EU Council draft of nuclear waste directive to allow exports: sources

Thursday, June 30, 2011

European Union member state experts have agreed on a draft text for a new nuclear waste and spent fuel management directive that would allow permanent exports of waste from the EU under certain conditions.

The EU Council's Working Party on Atomic Questions agreed Monday on wording of the controversial nuclear waste export provision that allows export of waste to a non-EU country provided the recipient country has an agreement for nuclear cooperation with Euratom or is a party to the Joint Convention on the safety of spent fuel and radioactive waste management, according to EU member state representatives who have seen the text. The working party comprises EU member state experts in nuclear energy.

The text will now go to the Council for adoption, although there is not enough time to send it up before the next European Council meeting, the last of the Hungarian Council presidency, one member state representative said Tuesday. Poland takes over the EU presidency on July 1.

The member state representative said that if there is no further controversy over the measure, the directive would likely be presented to the first meeting of Coreper, which comprises member state ambassadors, and from there to the first EU Council of the Polish presidency.

The draft directive proposed by the European Commission in November 2010 had banned all exports of radioactive waste from the EU to other countries.

The European Parliament's energy committee, in its report on the draft directive, said some waste exports should be allowed. But the full parliament, in a Thursday vote on the measure, reversed that opinion and sided with the EC. Under the Euratom Treaty that governs nuclear energy matters in the EU, the parliament has only a consultative role.

EU Energy Commissioner Guenther Oettinger, speaking at the European Nuclear Safety Conference in Brussels Tuesday, said he regretted that the "total export ban" proposed by the EC, and accepted by the full European Parliament, had been "watered down" by the atomic questions group.

"I very much hope that this controversy will not hold up the legislation," Oettinger said.

Pal Kovacs, Hungary's deputy economy minister, addressing the same conference, described the compromise directive text as one of the main accomplishments of the Hungarian presidency in the nuclear field.

Acknowledging that "there may be some concerns" about the wording on waste exports, Kovacs said it was "the only compromise that was achievable at this time."
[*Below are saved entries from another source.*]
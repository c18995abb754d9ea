// SPDX-License-Identifier: MIT

//! JSON-over-HTTP binding of the registry
//!
//! Public routes accept expressions and report their status; the
//! `/internal/task` route is the worker pull endpoint.

mod error;

pub use error::ApiError;

use axum::{
    extract::{
        rejection::{JsonRejection, PathRejection},
        Path, State,
    },
    http::StatusCode,
    routing::{get, post},
    Json, Router,
};
use serde_json::{json, Value};
use std::future::Future;
use std::net::SocketAddr;
use tower_http::{
    cors::CorsLayer,
    trace::{DefaultOnResponse, TraceLayer},
};

use super::registry::Registry;
use super::types::{
    CalculateRequest, CalculateResponse, ExpressionEnvelope, ExpressionList, TaskEnvelope,
    TaskReport,
};
use crate::calc::error::Result;
use crate::calc::graph::ExpressionId;

/// Build the application router around a shared registry
pub fn router(registry: Registry) -> Router {
    Router::new()
        .route("/api/health", get(health_check))
        .route("/api/v1/calculate", post(calculate))
        .route("/api/v1/expressions", get(list_expressions))
        .route("/api/v1/expressions/{id}", get(get_expression))
        .route("/internal/task", get(poll_task).post(report_task))
        .layer(
            TraceLayer::new_for_http()
                .on_response(DefaultOnResponse::new().level(tracing::Level::INFO)),
        )
        .layer(CorsLayer::permissive())
        .with_state(registry)
}

/// Serve until `shutdown` resolves
pub async fn serve<F>(registry: Registry, port: u16, shutdown: F) -> Result<()>
where
    F: Future<Output = ()> + Send + 'static,
{
    let addr = SocketAddr::from(([0, 0, 0, 0], port));
    log::info!("Listening on http://{}", addr);

    let listener = tokio::net::TcpListener::bind(addr).await?;
    axum::serve(listener, router(registry))
        .with_graceful_shutdown(shutdown)
        .await?;

    log::info!("Server stopped");
    Ok(())
}

async fn health_check(State(registry): State<Registry>) -> Json<Value> {
    let stats = registry.stats().await;
    Json(json!({ "status": "ok", "stats": stats }))
}

async fn calculate(
    State(registry): State<Registry>,
    payload: std::result::Result<Json<CalculateRequest>, JsonRejection>,
) -> std::result::Result<(StatusCode, Json<CalculateResponse>), ApiError> {
    let Json(request) = payload?;
    let id = registry.submit_text(&request.expression).await?;
    Ok((StatusCode::CREATED, Json(CalculateResponse { id })))
}

async fn list_expressions(State(registry): State<Registry>) -> Json<ExpressionList> {
    Json(ExpressionList {
        expressions: registry.list_expressions().await,
    })
}

async fn get_expression(
    State(registry): State<Registry>,
    id: std::result::Result<Path<ExpressionId>, PathRejection>,
) -> std::result::Result<Json<ExpressionEnvelope>, ApiError> {
    let Path(id) = id?;
    let expression = registry.get_expression(id).await?;
    Ok(Json(ExpressionEnvelope { expression }))
}

async fn poll_task(
    State(registry): State<Registry>,
) -> std::result::Result<Json<TaskEnvelope>, ApiError> {
    let task = registry
        .next_ready_task()
        .await
        .ok_or(ApiError::NoTaskAvailable)?;
    Ok(Json(TaskEnvelope { task }))
}

async fn report_task(
    State(registry): State<Registry>,
    payload: std::result::Result<Json<TaskReport>, JsonRejection>,
) -> std::result::Result<StatusCode, ApiError> {
    let Json(report) = payload?;
    let outcome = report.outcome().ok_or_else(|| {
        ApiError::InvalidBody("exactly one of `result` or `error` is required".to_string())
    })?;
    registry.complete_task(report.id, outcome).await?;
    Ok(StatusCode::OK)
}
European Commission sources said that some member states objected to the total ban on waste exports because they want to ship spent research reactor fuel back to the countries of origin of the fuel -- Russia and the US.
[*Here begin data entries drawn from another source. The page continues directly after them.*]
// SPDX-License-Identifier: MIT

//! Infix to postfix conversion (shunting-yard)

use super::ast::Operator;
use super::token::Token;
use crate::calc::error::ParseError;

/// Reorder infix tokens into postfix order
pub fn to_postfix(tokens: &[Token]) -> Result<Vec<Token>, ParseError> {
    let mut output: Vec<Token> = Vec::with_capacity(tokens.len());
    let mut stack: Vec<Token> = Vec::new();

    for token in tokens {
        match token {
            Token::Number(_) => output.push(*token),
            Token::Operator(op) => {
                while let Some(Token::Operator(top)) = stack.last() {
                    if !should_pop(*top, *op) {
                        break;
                    }
                    output.push(Token::Operator(*top));
                    stack.pop();
                }
                stack.push(*token);
            }
            Token::LeftParen => stack.push(*token),
            Token::RightParen => loop {
                match stack.pop() {
                    Some(Token::LeftParen) => break,
                    Some(t) => output.push(t),
                    None => return Err(ParseError::UnbalancedParentheses),
                }
            },
        }
    }

    while let Some(token) = stack.pop() {
        if token == Token::LeftParen {
            return Err(ParseError::UnbalancedParentheses);
        }
        output.push(token);
    }

    Ok(output)
}

/// Whether `top` must leave the stack before `incoming` is pushed.
/// Equal precedence pops only for left-associative operators.
fn should_pop(top: Operator, incoming: Operator) -> bool {
    if incoming.is_right_associative() {
        top.precedence() > incoming.precedence()
    } else {
        top.precedence() >= incoming.precedence()
    }
}

#[cfg(test)]
mod tests {
    use super::*;
    use crate::calc::expression::token::tokenize;

    fn postfix(input: &str) -> String {
        let tokens = tokenize(input).unwrap();
        to_postfix(&tokens)
            .unwrap()
            .iter()
            .map(|t| t.to_string())
            .collect::<Vec<_>>()
            .join(" ")
    }

    #[test]
    fn test_precedence() {
        assert_eq!(postfix("3 + 4 * 2"), "3 4 2 * +");
        assert_eq!(postfix("3 * 4 + 2"), "3 4 * 2 +");
    }

    #[test]
    fn test_left_associative() {
        assert_eq!(postfix("8 - 3 - 2"), "8 3 - 2 -");
        assert_eq!(postfix("8 / 4 / 2"), "8 4 / 2 /");
    }

    #[test]
    fn test_power_is_right_associative() {
        assert_eq!(postfix("2 ^ 3 ^ 2"), "2 3 2 ^ ^");
    }

    #[test]
    fn test_parentheses() {
        assert_eq!(postfix("( 1 + 2 ) * 3"), "1 2 + 3 *");
        assert_eq!(postfix("2 * (3 + (4 - 1))"), "2 3 4 1 - + *");
    }

    #[test]
    fn test_unbalanced_without_validation() {
        let tokens = vec![Token::Number(1.0), Token::RightParen];
        assert_eq!(to_postfix(&tokens), Err(ParseError::UnbalancedParentheses));

        let tokens = vec![Token::LeftParen, Token::Number(1.0)];
        assert_eq!(to_postfix(&tokens), Err(ParseError::UnbalancedParentheses));
    }
}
Such shipments have been ongoing for many years under programs subscribed to by both countries to repatriate spent fuel for safety and security reasons.

The original EU member countries have US-origin fuel, while the new post-2004 member states from central and eastern Europe mainly have Russian-origin fuel.

An EC official earlier said the UK had also objected to the waste ban because it wants to leave open the option of sending some spent power reactor fuel to the US.